• **Exercise details**
The lines from the start of the records through the one containing "out.push(atn.max_token_type());" are to be transcribed exactly, and nothing else.

• **Available records**
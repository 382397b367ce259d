//! Flat integer encoding of an automaton.
//!
//! Layout (every entry is one `i32`):
//!
//! ```text
//! version, grammar type, max token type
//! states:      count, then per state: type, rule (-1 for none)
//!              [+ loop back state for loop ends, + end state for block starts]
//!              removed states are a single 0
//! non-greedy:  count, state ids
//! precedence:  count, rule start ids of left-recursive rules
//! rules:       count, start id per rule [+ token type for lexers]
//! modes:       count, start ids
//! sets:        count, then per set: interval count, contains-EOF, bounds
//! edges:       count, then src, trg, type, arg1, arg2, arg3 each
//! decisions:   count, state ids
//! lexer:       count, then type, arg1, arg2 per action
//! ```
//!
//! Rule stop states' outgoing edges are recomputed by the runtime from the
//! rule call edges and are not written.

use atnkit_core::IntervalSet;
use atnkit_core::constants::EOF;
use indexmap::IndexSet;

use crate::atn::{Atn, StateId, StateKind, Transition, TransitionKind};
use crate::grammar::GrammarKind;
use crate::{Error, Result};

pub const SERIALIZED_VERSION: i32 = 4;

/// Encodes `atn`. Fails if a live transition points at a removed state.
pub fn serialize(atn: &Atn) -> Result<Vec<i32>> {
    let mut out = Vec::new();
    out.push(SERIALIZED_VERSION);
    out.push(match atn.kind() {
        GrammarKind::Lexer => 0,
        GrammarKind::Parser => 1,
    });
    out.push(atn.max_token_type());

    write_states(atn, &mut out);
    write_ids(&mut out, non_greedy_states(atn));
    write_ids(&mut out, precedence_states(atn));
    write_rules(atn, &mut out);
    write_ids(&mut out, atn.mode_starts().to_vec());

    let sets = SetTable::collect(atn);
    sets.write(&mut out);
    write_edges(atn, &sets, &mut out)?;

    write_ids(&mut out, atn.decisions().to_vec());
    if atn.is_lexer() {
        out.push(atn.lexer_actions().len() as i32);
        for action in atn.lexer_actions() {
            let (a1, a2) = action.operands();
            out.extend([action.action_type(), a1, a2]);
        }
    }
    log::debug!("serialized {} states into {} values", atn.len(), out.len());
    Ok(out)
}

fn write_ids(out: &mut Vec<i32>, ids: Vec<StateId>) {
    out.push(ids.len() as i32);
    out.extend(ids.into_iter().map(|id| id as i32));
}

fn write_states(atn: &Atn, out: &mut Vec<i32>) {
    out.push(atn.len() as i32);
    for id in 0..atn.len() as StateId {
        let state = atn.state(id);
        if state.is_removed() {
            out.push(0);
            continue;
        }
        out.push(state.kind().state_type());
        out.push(state.rule().map_or(-1, |r| r as i32));
        match state.kind() {
            StateKind::LoopEnd { loop_back } => out.push(loop_back.map_or(-1, |s| s as i32)),
            StateKind::BlockStart { end, .. } => out.push(*end as i32),
            _ => {}
        }
    }
}

fn non_greedy_states(atn: &Atn) -> Vec<StateId> {
    atn.iter()
        .filter(|(_, s)| s.kind().is_decision_kind() && s.is_non_greedy())
        .map(|(id, _)| id)
        .collect()
}

fn precedence_states(atn: &Atn) -> Vec<StateId> {
    atn.iter()
        .filter(|(_, s)| {
            matches!(
                s.kind(),
                StateKind::RuleStart {
                    left_recursive: true,
                    ..
                }
            )
        })
        .map(|(id, _)| id)
        .collect()
}

fn write_rules(atn: &Atn, out: &mut Vec<i32>) {
    out.push(atn.rule_count() as i32);
    for rule in 0..atn.rule_count() {
        out.push(atn.rule_start(rule) as i32);
        if atn.is_lexer() {
            out.push(atn.rule_to_token_type().get(rule).copied().unwrap_or(0));
        }
    }
}

/// Distinct `Set`/`NotSet` labels in first-use order.
struct SetTable {
    sets: IndexSet<IntervalSet>,
}

impl SetTable {
    fn collect(atn: &Atn) -> Self {
        let mut sets = IndexSet::new();
        for (_, state) in atn.iter() {
            for t in state.transitions() {
                if let TransitionKind::Set(set) | TransitionKind::NotSet(set) = &t.kind {
                    sets.insert(set.clone());
                }
            }
        }
        Self { sets }
    }

    fn index_of(&self, set: &IntervalSet) -> i32 {
        self.sets.get_index_of(set).map_or(-1, |i| i as i32)
    }

    fn write(&self, out: &mut Vec<i32>) {
        out.push(self.sets.len() as i32);
        for set in &self.sets {
            let intervals = set.intervals();
            let contains_eof = set.contains(EOF);
            let leading_eof = intervals.first().is_some_and(|iv| iv.end == EOF);
            let count = intervals.len() - usize::from(contains_eof && leading_eof);
            out.push(count as i32);
            out.push(i32::from(contains_eof));
            for iv in intervals {
                if iv.start == EOF {
                    if iv.end == EOF {
                        continue;
                    }
                    out.push(0);
                } else {
                    out.push(iv.start);
                }
                out.push(iv.end);
            }
        }
    }
}

fn write_edges(atn: &Atn, sets: &SetTable, out: &mut Vec<i32>) -> Result<()> {
    let edges: Vec<(StateId, &Transition)> = atn
        .iter()
        .filter(|(_, s)| !matches!(s.kind(), StateKind::RuleStop))
        .flat_map(|(id, s)| s.transitions().iter().map(move |t| (id, t)))
        .collect();
    out.push(edges.len() as i32);
    for (src, t) in edges {
        for referenced in [Some(t.target), t.follow()].into_iter().flatten() {
            if !atn.contains(referenced) {
                return Err(Error::DanglingTransition {
                    from: src,
                    to: referenced,
                });
            }
        }
        let (trg, args) = edge_operands(t, sets);
        out.extend([src as i32, trg as i32, t.serialization_type()]);
        out.extend(args);
    }
    Ok(())
}

/// Serialized target and the three edge arguments.
fn edge_operands(t: &Transition, sets: &SetTable) -> (StateId, [i32; 3]) {
    let args = match &t.kind {
        TransitionKind::Epsilon | TransitionKind::Wildcard => [0, 0, 0],
        TransitionKind::Atom(label) => eof_aware(*label, 0),
        TransitionKind::Range { from, to } => eof_aware(*from, *to),
        TransitionKind::Rule {
            rule,
            precedence,
            follow,
        } => return (*follow, [t.target as i32, *rule as i32, *precedence]),
        TransitionKind::Predicate {
            rule,
            pred_index,
            ctx_dependent,
        } => [*rule as i32, *pred_index as i32, i32::from(*ctx_dependent)],
        TransitionKind::PrecedencePredicate { precedence } => [*precedence, 0, 0],
        TransitionKind::Action {
            rule,
            action_index,
            ctx_dependent,
        } => [*rule as i32, *action_index, i32::from(*ctx_dependent)],
        TransitionKind::Set(set) | TransitionKind::NotSet(set) => [sets.index_of(set), 0, 0],
    };
    (t.target, args)
}

/// `EOF` is written as 0 with the third argument flagging it.
fn eof_aware(a1: i32, a2: i32) -> [i32; 3] {
    if a1 == EOF { [0, a2, 1] } else { [a1, a2, 0] }
}
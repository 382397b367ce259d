//! Build driver: construction, optimization and validation in one call.

use crate::analyze::check_blocks;
use crate::atn::Atn;
use crate::build::{AtnFactory, CommandTemplates, NoCommandTemplates};
use crate::grammar::Grammar;
use crate::optimize::optimize;
use crate::{Error, PassResult, Result};

pub struct BuildConfig {
    /// Run epsilon elision and lexer set collapse.
    pub optimize: bool,
    /// Run the closure and optional-block checks.
    pub validate: bool,
}

impl Default for BuildConfig {
    fn default() -> Self {
        Self {
            optimize: true,
            validate: true,
        }
    }
}

pub struct AtnBuilder<'g> {
    grammar: &'g Grammar,
    templates: &'g dyn CommandTemplates,
    config: BuildConfig,
}

impl<'g> AtnBuilder<'g> {
    pub fn new(grammar: &'g Grammar) -> Self {
        Self {
            grammar,
            templates: &NoCommandTemplates,
            config: BuildConfig::default(),
        }
    }

    /// Templates for lexer commands that are not built in.
    pub fn with_templates(mut self, templates: &'g dyn CommandTemplates) -> Self {
        self.templates = templates;
        self
    }

    pub fn with_optimize(mut self, optimize: bool) -> Self {
        self.config.optimize = optimize;
        self
    }

    pub fn with_validate(mut self, validate: bool) -> Self {
        self.config.validate = validate;
        self
    }

    /// Builds the automaton. Authoring mistakes end up in the returned
    /// diagnostics; only a broken internal invariant is an `Err`.
    pub fn build(self) -> PassResult<Atn> {
        let construction = AtnFactory::new(self.grammar, self.templates).build();
        let mut atn = construction.atn;
        let mut diagnostics = construction.diagnostics;

        if self.config.optimize {
            optimize(&mut atn, self.grammar, &mut diagnostics);
        }
        if self.config.validate {
            check_blocks(
                &atn,
                self.grammar,
                &construction.closure_blocks,
                &construction.optional_blocks,
                &mut diagnostics,
            )?;
        }
        log::debug!(
            "grammar {}: {} live states, {} decisions, {} diagnostics",
            self.grammar.name,
            atn.live_count(),
            atn.decisions().len(),
            diagnostics.len()
        );
        Ok((atn, diagnostics))
    }

    /// Like `build`, but any error diagnostic fails the build.
    pub fn build_checked(self) -> Result<Atn> {
        let (atn, diagnostics) = self.build()?;
        if diagnostics.has_errors() {
            return Err(Error::GrammarErrors(diagnostics));
        }
        Ok(atn)
    }
}
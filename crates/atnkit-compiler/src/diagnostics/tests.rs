use rowan::TextRange;

use super::*;

fn range(start: u32, end: u32) -> TextRange {
    TextRange::new(start.into(), end.into())
}

#[test]
fn severity_display() {
    insta::assert_snapshot!(format!("{}", Severity::Error), @"error");
    insta::assert_snapshot!(format!("{}", Severity::Warning), @"warning");
}

#[test]
fn report_renders_template_arguments() {
    let mut diagnostics = Diagnostics::new();
    diagnostics
        .report(DiagnosticKind::IncompatibleCommands, range(0, 4))
        .arg("skip")
        .arg("more")
        .emit();

    assert_eq!(diagnostics.len(), 1);
    assert!(diagnostics.has_warnings());
    let diag = diagnostics.iter().next().unwrap();
    assert_eq!(diag.args(), ["skip", "more"]);
    assert_eq!(diag.message(), "incompatible commands skip and more");
}

#[test]
fn repeated_placeholder() {
    let message = DiagnosticKind::ExpectedNonGreedyWildcardBlock.message(&["*".to_string()]);

    assert_eq!(
        message,
        "greedy block * contains wildcard; the non-greedy syntax *? may be preferred"
    );
}

#[test]
fn missing_arguments_render_empty() {
    let message = DiagnosticKind::CharactersCollisionInSet.message(&["'a'".to_string()]);

    assert_eq!(message, "chars 'a' used multiple times in set ");
}

#[test]
fn warnings_do_not_count_as_errors() {
    let mut diagnostics = Diagnostics::new();
    diagnostics
        .report(DiagnosticKind::DuplicatedCommand, range(0, 1))
        .arg("mode")
        .emit();

    assert!(!diagnostics.has_errors());
    assert!(diagnostics.has_warnings());
    assert_eq!(diagnostics.warning_count(), 1);
    assert_eq!(diagnostics.error_count(), 0);
    assert_eq!(diagnostics.count(DiagnosticKind::DuplicatedCommand), 1);
}

#[test]
fn plain_display_includes_file() {
    let mut diagnostics = Diagnostics::for_file(Some("T.g4".to_string()));
    diagnostics
        .report(DiagnosticKind::DuplicatedCommand, range(3, 7))
        .arg("skip")
        .emit();

    insta::assert_snapshot!(diagnostics.render(""), @"T.g4: warning at 3..7: duplicated command skip");
}

#[test]
fn printer_with_source() {
    let mut diagnostics = Diagnostics::new();
    diagnostics
        .report(DiagnosticKind::InvalidEscapeSequence, range(0, 5))
        .arg("\\q")
        .emit();

    let result = diagnostics.printer("hello world!").render();
    insta::assert_snapshot!(result, @r"
    error: invalid escape sequence \q
      |
    1 | hello world!
      | ^^^^^ invalid escape sequence \q
    ");
}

• **Exercise result**
repository 382397b367ce259d
//! Flat integer encoding of an automaton.
//!
//! Layout (every entry is one `i32`):
//!
//! ```text
//! version, grammar type, max token type
//! states:      count, then per state: type, rule (-1 for none)
//!              [+ loop back state for loop ends, + end state for block starts]
//!              removed states are a single 0
//! non-greedy:  count, state ids
//! precedence:  count, rule start ids of left-recursive rules
//! rules:       count, start id per rule [+ token type for lexers]
//! modes:       count, start ids
//! sets:        count, then per set: interval count, contains-EOF, bounds
//! edges:       count, then src, trg, type, arg1, arg2, arg3 each
//! decisions:   count, state ids
//! lexer:       count, then type, arg1, arg2 per action
//! ```
//!
//! Rule stop states' outgoing edges are recomputed by the runtime from the
//! rule call edges and are not written.

use atnkit_core::IntervalSet;
use atnkit_core::constants::EOF;
use indexmap::IndexSet;

use crate::atn::{Atn, StateId, StateKind, Transition, TransitionKind};
use crate::grammar::GrammarKind;
use crate::{Error, Result};

pub const SERIALIZED_VERSION: i32 = 4;

/// Encodes `atn`. Fails if a live transition points at a removed state.
pub fn serialize(atn: &Atn) -> Result<Vec<i32>> {
    let mut out = Vec::new();
    out.push(SERIALIZED_VERSION);
    out.push(match atn.kind() {
        GrammarKind::Lexer => 0,
        GrammarKind::Parser => 1,
    });
    out.push(atn.max_token_type());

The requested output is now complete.